Su actitud es exactamente opuesta a la de los que botaban sus pertenencias
o abandonaban sus cosechas. Había un hombre llamado Andrew Lawrence,
que vendió sus vacas, con toda seguridad perdiendo mucho dinero,
porque dijo que no habría nadie que las cuidase cuando él
se hubiera ido. Sin embargo, tuvo buen cuidado de aferrarse fuertemente
al dinero que recibió por sus animales, dinero que esperaba llevarse
con él. Otro granjero, que vivía cerca de él, casi
se mata tratando de recoger sus cosechas antes del 22 de octubre, que se
decía iba a ser el último día de la tierra, y hasta
contrató cierto número de peones para que le ayudaran.
Varias sensatas matronas de Bare Hill, que es parte de
Harvard, trabajaron hasta casi agotarse para terminar de enlatar sus conservas
como de costumbre. Cuando sus escépticos y perplejos vecinos les
preguntaron por qué hacían esto, replicaron que su punto
de vista personal del asunto era que "Dios aprobaba a los cristianos ahorrativos,
y que dejar todo en orden se les acreditaría en su favor".
Éstos son hechos bien conocidos en Harvard, y muestran
las aterradoras limitaciones de la comprensión espiritual que puede
existir en hombres y mujeres que por lo demás son fuertes, capaces,
ahorrativos, y sensatos.
Y mientras registramos los efectos del engaño entre
la gente del campo de Harvard, Massachusetts, debemos contarles acerca
de Ben Whitcomb, de Stow, porque, no sólo era un personaje como
rara vez se puede encontrar fuera de un apartado poblado de la Nueva Inglaterra,
sino que fue un trágico ejemplo de los terribles efectos que la
profecía producía en ciertos tipos de mentes.

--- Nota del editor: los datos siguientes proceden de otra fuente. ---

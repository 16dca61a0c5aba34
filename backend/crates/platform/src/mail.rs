//! Templated Email
//!
//! Renders an HTML template with a context, derives the plain text
//! alternative with [`strip_tags`], and hands a multipart message to a
//! transport.
//!
//! Both collaborators are capability traits so callers can swap them:
//! - [`TemplateRenderer`] - `render(name, context) -> html`
//! - [`MailTransport`] - `send(message)`
//!
//! Transports provided here:
//! - [`SmtpTransport`] - lettre async SMTP (pooled)
//! - [`ConsoleTransport`] - logs the message, for local development
//! - [`MemoryTransport`] - keeps an outbox, for tests
//!
//! Sending is awaited inline. Errors propagate to the caller; there is no
//! retry.

use std::collections::HashMap;
use std::path::{Component, Path, PathBuf};
use std::sync::{Arc, Mutex};
use std::time::Duration;

use lettre::message::{Mailbox, MultiPart};
use lettre::transport::smtp::authentication::Credentials;
use lettre::{AsyncSmtpTransport, AsyncTransport, Message, Tokio1Executor};
use serde::Deserialize;
use thiserror::Error;

use crate::html::strip_tags;

pub type MailResult<T> = Result<T, MailError>;

#[derive(Debug, Error)]
pub enum MailError {
    #[error("Template error: {0}")]
    Template(#[from] minijinja::Error),

    #[error("Invalid email address {address:?}: {reason}")]
    Address { address: String, reason: String },

    #[error("Email has no recipients")]
    NoRecipients,

    #[error("Failed to build email: {0}")]
    Build(#[from] lettre::error::Error),

    #[error("Mail transport error: {0}")]
    Transport(String),
}

// ============================================================================
// Message
// ============================================================================

/// A fully rendered multipart email
#[derive(Debug, Clone, PartialEq, Eq)]
pub struct EmailMessage {
    pub from_email: String,
    pub to: Vec<String>,
    pub subject: String,
    /// `text/plain` part, derived from `html_body`
    pub text_body: String,
    /// `text/html` part
    pub html_body: String,
}

/// One address or a list of addresses
#[derive(Debug, Clone, PartialEq, Eq)]
pub struct Recipients(Vec<String>);

impl Recipients {
    pub fn into_vec(self) -> Vec<String> {
        self.0
    }
}

impl From<&str> for Recipients {
    fn from(address: &str) -> Self {
        Self(vec![address.to_string()])
    }
}

impl From<String> for Recipients {
    fn from(address: String) -> Self {
        Self(vec![address])
    }
}

impl From<Vec<String>> for Recipients {
    fn from(addresses: Vec<String>) -> Self {
        Self(addresses)
    }
}

impl From<&[&str]> for Recipients {
    fn from(addresses: &[&str]) -> Self {
        Self(addresses.iter().map(|a| a.to_string()).collect())
    }
}

// ============================================================================
// Template rendering
// ============================================================================

/// Renders a named template against a JSON context
pub trait TemplateRenderer: Send + Sync {
    fn render(&self, template_name: &str, context: &serde_json::Value) -> MailResult<String>;
}

/// MiniJinja-backed renderer
///
/// Templates are looked up in the search directories in order, then in the
/// built-in set. HTML auto-escaping applies to `.html` templates.
pub struct MiniJinjaRenderer {
    env: minijinja::Environment<'static>,
}

impl MiniJinjaRenderer {
    /// ## Arguments
    /// * `search_dirs` - Directories searched first, in order
    /// * `builtins` - `(name, source)` pairs used when no directory has the template
    pub fn new<I, N, S>(search_dirs: Vec<PathBuf>, builtins: I) -> Self
    where
        I: IntoIterator<Item = (N, S)>,
        N: Into<String>,
        S: Into<String>,
    {
        let builtins: HashMap<String, String> = builtins
            .into_iter()
            .map(|(name, source)| (name.into(), source.into()))
            .collect();

        let mut env = minijinja::Environment::new();
        env.set_loader(move |name| {
            for dir in &search_dirs {
                if let Some(path) = safe_join(dir, name) {
                    if path.is_file() {
                        return std::fs::read_to_string(&path).map(Some).map_err(|e| {
                            minijinja::Error::new(
                                minijinja::ErrorKind::InvalidOperation,
                                format!("could not read template {}", path.display()),
                            )
                            .with_source(e)
                        });
                    }
                }
            }
            Ok(builtins.get(name).cloned())
        });

        Self { env }
    }
}

impl TemplateRenderer for MiniJinjaRenderer {
    fn render(&self, template_name: &str, context: &serde_json::Value) -> MailResult<String> {
        let template = self.env.get_template(template_name)?;
        Ok(template.render(context)?)
    }
}

/// Join a template name onto a directory, refusing to escape it
fn safe_join(base: &Path, name: &str) -> Option<PathBuf> {
    let mut path = base.to_path_buf();
    for component in Path::new(name).components() {
        match component {
            Component::Normal(part) => path.push(part),
            Component::CurDir => {}
            _ => return None,
        }
    }
    Some(path)
}

// ============================================================================
// Transports
// ============================================================================

/// Outbound mail delivery
#[trait_variant::make(MailTransport: Send)]
pub trait LocalMailTransport {
    async fn send(&self, message: &EmailMessage) -> MailResult<()>;
}

/// SMTP connection security
#[derive(Debug, Clone, Copy, PartialEq, Eq, Default, Deserialize)]
#[serde(rename_all = "lowercase")]
pub enum SmtpSecurity {
    /// Plain connection (local relays, mail catchers)
    None,
    /// Upgrade with STARTTLS
    #[default]
    StartTls,
    /// Implicit TLS (SMTPS)
    Tls,
}

#[derive(Debug, Clone)]
pub struct SmtpConfig {
    pub host: String,
    pub port: u16,
    pub username: Option<String>,
    pub password: Option<String>,
    pub security: SmtpSecurity,
    pub timeout: Duration,
}

/// lettre async SMTP transport
#[derive(Clone)]
pub struct SmtpTransport {
    inner: AsyncSmtpTransport<Tokio1Executor>,
}

impl SmtpTransport {
    pub fn new(config: &SmtpConfig) -> MailResult<Self> {
        let builder = match config.security {
            SmtpSecurity::None => {
                AsyncSmtpTransport::<Tokio1Executor>::builder_dangerous(&config.host)
            }
            SmtpSecurity::StartTls => {
                AsyncSmtpTransport::<Tokio1Executor>::starttls_relay(&config.host)
                    .map_err(|e| MailError::Transport(e.to_string()))?
            }
            SmtpSecurity::Tls => AsyncSmtpTransport::<Tokio1Executor>::relay(&config.host)
                .map_err(|e| MailError::Transport(e.to_string()))?,
        };

        let mut builder = builder.port(config.port).timeout(Some(config.timeout));
        if let (Some(user), Some(pass)) = (&config.username, &config.password) {
            builder = builder.credentials(Credentials::new(user.clone(), pass.clone()));
        }

        Ok(Self {
            inner: builder.build(),
        })
    }
}

impl MailTransport for SmtpTransport {
    async fn send(&self, message: &EmailMessage) -> MailResult<()> {
        let email = to_lettre_message(message)?;
        self.inner
            .send(email)
            .await
            .map_err(|e| MailError::Transport(e.to_string()))?;
        Ok(())
    }
}

fn parse_mailbox(address: &str) -> MailResult<Mailbox> {
    address.parse::<Mailbox>().map_err(|e| MailError::Address {
        address: address.to_string(),
        reason: e.to_string(),
    })
}

fn to_lettre_message(message: &EmailMessage) -> MailResult<Message> {
    let mut builder = Message::builder()
        .from(parse_mailbox(&message.from_email)?)
        .subject(message.subject.clone());
    for to in &message.to {
        builder = builder.to(parse_mailbox(to)?);
    }

    Ok(builder.multipart(MultiPart::alternative_plain_html(
        message.text_body.clone(),
        message.html_body.clone(),
    ))?)
}

/// Writes messages to the log instead of sending them
#[derive(Debug, Clone, Default)]
pub struct ConsoleTransport;

impl MailTransport for ConsoleTransport {
    async fn send(&self, message: &EmailMessage) -> MailResult<()> {
        tracing::info!(
            from = %message.from_email,
            to = ?message.to,
            subject = %message.subject,
            body = %message.text_body,
            "Email (console backend)"
        );
        Ok(())
    }
}

/// Collects messages in an in-memory outbox
#[derive(Debug, Clone, Default)]
pub struct MemoryTransport {
    outbox: Arc<Mutex<Vec<EmailMessage>>>,
}

impl MemoryTransport {
    pub fn new() -> Self {
        Self::default()
    }

    /// Snapshot of every message sent so far
    pub fn outbox(&self) -> Vec<EmailMessage> {
        self.outbox
            .lock()
            .map(|outbox| outbox.clone())
            .unwrap_or_default()
    }
}

impl MailTransport for MemoryTransport {
    async fn send(&self, message: &EmailMessage) -> MailResult<()> {
        self.outbox
            .lock()
            .map_err(|_| MailError::Transport("outbox lock poisoned".to_string()))?
            .push(message.clone());
        Ok(())
    }
}

/// Transport selected by configuration at startup
#[derive(Clone)]
pub enum EmailBackend {
    Smtp(SmtpTransport),
    Console(ConsoleTransport),
    Memory(MemoryTransport),
}

impl MailTransport for EmailBackend {
    async fn send(&self, message: &EmailMessage) -> MailResult<()> {
        match self {
            EmailBackend::Smtp(t) => MailTransport::send(t, message).await,
            EmailBackend::Console(t) => MailTransport::send(t, message).await,
            EmailBackend::Memory(t) => MailTransport::send(t, message).await,
        }
    }
}

// ============================================================================
// Templated sender
// ============================================================================

/// Sends HTML template emails with an auto-generated plain text fallback
pub struct TemplateMailer<T> {
    renderer: Arc<dyn TemplateRenderer>,
    transport: T,
    default_from_email: String,
}

impl<T> TemplateMailer<T>
where
    T: MailTransport + Sync,
{
    pub fn new(
        renderer: Arc<dyn TemplateRenderer>,
        transport: T,
        default_from_email: impl Into<String>,
    ) -> Self {
        Self {
            renderer,
            transport,
            default_from_email: default_from_email.into(),
        }
    }

    pub fn transport(&self) -> &T {
        &self.transport
    }

    /// Render `template_name` with `context` and send it
    ///
    /// ## Arguments
    /// * `subject` - Email subject (line breaks are folded into spaces)
    /// * `to` - A single address or a list of addresses
    /// * `template_name` - Path of the HTML template, e.g. `email/activation.html`
    /// * `context` - Values available to the template
    pub async fn send_templated_email(
        &self,
        subject: &str,
        to: impl Into<Recipients>,
        template_name: &str,
        context: &serde_json::Value,
    ) -> MailResult<()> {
        let to = to.into().into_vec();
        if to.is_empty() {
            return Err(MailError::NoRecipients);
        }

        let html_body = self.renderer.render(template_name, context)?;
        let text_body = strip_tags(&html_body);

        let message = EmailMessage {
            from_email: self.default_from_email.clone(),
            to,
            subject: fold_subject(subject),
            text_body,
            html_body,
        };

        self.transport.send(&message).await?;

        tracing::info!(
            template = template_name,
            recipients = message.to.len(),
            "Templated email sent"
        );

        Ok(())
    }
}

/// Header injection guard: subjects are single-line
fn fold_subject(subject: &str) -> String {
    subject
        .lines()
        .map(str::trim)
        .filter(|l| !l.is_empty())
        .collect::<Vec<_>>()
        .join(" ")
}
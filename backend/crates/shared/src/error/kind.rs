//! Error Kind - Classification of errors
//!
//! Defines the [`ErrorKind`] enum that maps to HTTP status codes.

use serde::Serialize;

/// Error classification
///
/// Each variant maps onto one HTTP status code (RFC 9110).
///
/// ## Examples
/// ```rust
/// use kernel::error::kind::ErrorKind;
///
/// let kind = ErrorKind::Forbidden;
/// assert_eq!(kind.status_code(), 403);
/// assert_eq!(kind.as_str(), "Forbidden");
/// ```
#[derive(Debug, Clone, Copy, PartialEq, Eq, Serialize)]
#[serde(rename_all = "SCREAMING_SNAKE_CASE")]
#[non_exhaustive]
pub enum ErrorKind {
    /// 400 - malformed or invalid request
    BadRequest,
    /// 401 - missing or invalid credentials
    Unauthorized,
    /// 403 - authenticated but not allowed
    Forbidden,
    /// 404 - resource does not exist
    NotFound,
    /// 408 - request timed out
    RequestTimeout,
    /// 409 - conflicts with current state
    Conflict,
    /// 422 - well-formed but semantically invalid
    UnprocessableEntity,
    /// 500 - unexpected server failure
    InternalServerError,
    /// 503 - dependency unavailable
    ServiceUnavailable,
}

impl ErrorKind {
    #[inline]
    pub const fn status_code(&self) -> u16 {
        match self {
            ErrorKind::BadRequest => 400,
            ErrorKind::Unauthorized => 401,
            ErrorKind::Forbidden => 403,
            ErrorKind::NotFound => 404,
            ErrorKind::RequestTimeout => 408,
            ErrorKind::Conflict => 409,
            ErrorKind::UnprocessableEntity => 422,
            ErrorKind::InternalServerError => 500,
            ErrorKind::ServiceUnavailable => 503,
        }
    }

    /// Standard reason phrase of the status code
    #[inline]
    pub const fn as_str(&self) -> &'static str {
        match self {
            ErrorKind::BadRequest => "Bad Request",
            ErrorKind::Unauthorized => "Unauthorized",
            ErrorKind::Forbidden => "Forbidden",
            ErrorKind::NotFound => "Not Found",
            ErrorKind::RequestTimeout => "Request Timeout",
            ErrorKind::Conflict => "Conflict",
            ErrorKind::UnprocessableEntity => "Unprocessable Entity",
            ErrorKind::InternalServerError => "Internal Server Error",
            ErrorKind::ServiceUnavailable => "Service Unavailable",
        }
    }

    /// 5xx errors; these should be logged
    #[inline]
    pub const fn is_server_error(&self) -> bool {
        self.status_code() >= 500
    }

    /// 4xx errors
    #[inline]
    pub const fn is_client_error(&self) -> bool {
        let code = self.status_code();
        code >= 400 && code < 500
    }
}

impl std::fmt::Display for ErrorKind {
    fn fmt(&self, f: &mut std::fmt::Formatter<'_>) -> std::fmt::Result {
        write!(f, "{}", self.as_str())
    }
}

#[cfg(test)]
mod tests {
    use super::*;

    #[test]
    fn test_status_codes() {
        assert_eq!(ErrorKind::BadRequest.status_code(), 400);
        assert_eq!(ErrorKind::Unauthorized.status_code(), 401);
        assert_eq!(ErrorKind::Forbidden.status_code(), 403);
        assert_eq!(ErrorKind::NotFound.status_code(), 404);
        assert_eq!(ErrorKind::RequestTimeout.status_code(), 408);
        assert_eq!(ErrorKind::Conflict.status_code(), 409);
        assert_eq!(ErrorKind::UnprocessableEntity.status_code(), 422);
        assert_eq!(ErrorKind::InternalServerError.status_code(), 500);
        assert_eq!(ErrorKind::ServiceUnavailable.status_code(), 503);
    }

    #[test]
    fn test_error_classes() {
        assert!(ErrorKind::Forbidden.is_client_error());
        assert!(!ErrorKind::Forbidden.is_server_error());
        assert!(ErrorKind::ServiceUnavailable.is_server_error());
        assert!(!ErrorKind::InternalServerError.is_client_error());
    }
}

La autora tuvo
la fortuna de escuchar este relato de labios de aquéllos cuyo recuerdo
de él permanecía vívido, y que podían hacer
una descripción exacta de este hombre extraño. La Sra. Annie
Page, que vive en la cima del Cerro Boxboro, la Srta. Sarah Houghton, de
Bolton, el Sr. Frank Stevens, de Stow, el Sr. Jerome Dwennell y su esposa,
y el Sr. Eliphalet Tenney (conocido entre sus vecinos como "Life" Tenney),
todos lo recuerdan bien.
Pregúntesele a algunos ancianos en esas áreas
si recuerdan a Ben Whitcomb, y alzarán los brazos y exclamarán:
"¿RECORDARLO? ¡Bueno, creo que sí! ¡Caramba,
él acostumbraba asustarme cuando yo era niño! ¡Todos
los mayores estaban asustados también, por millas a la redonda!"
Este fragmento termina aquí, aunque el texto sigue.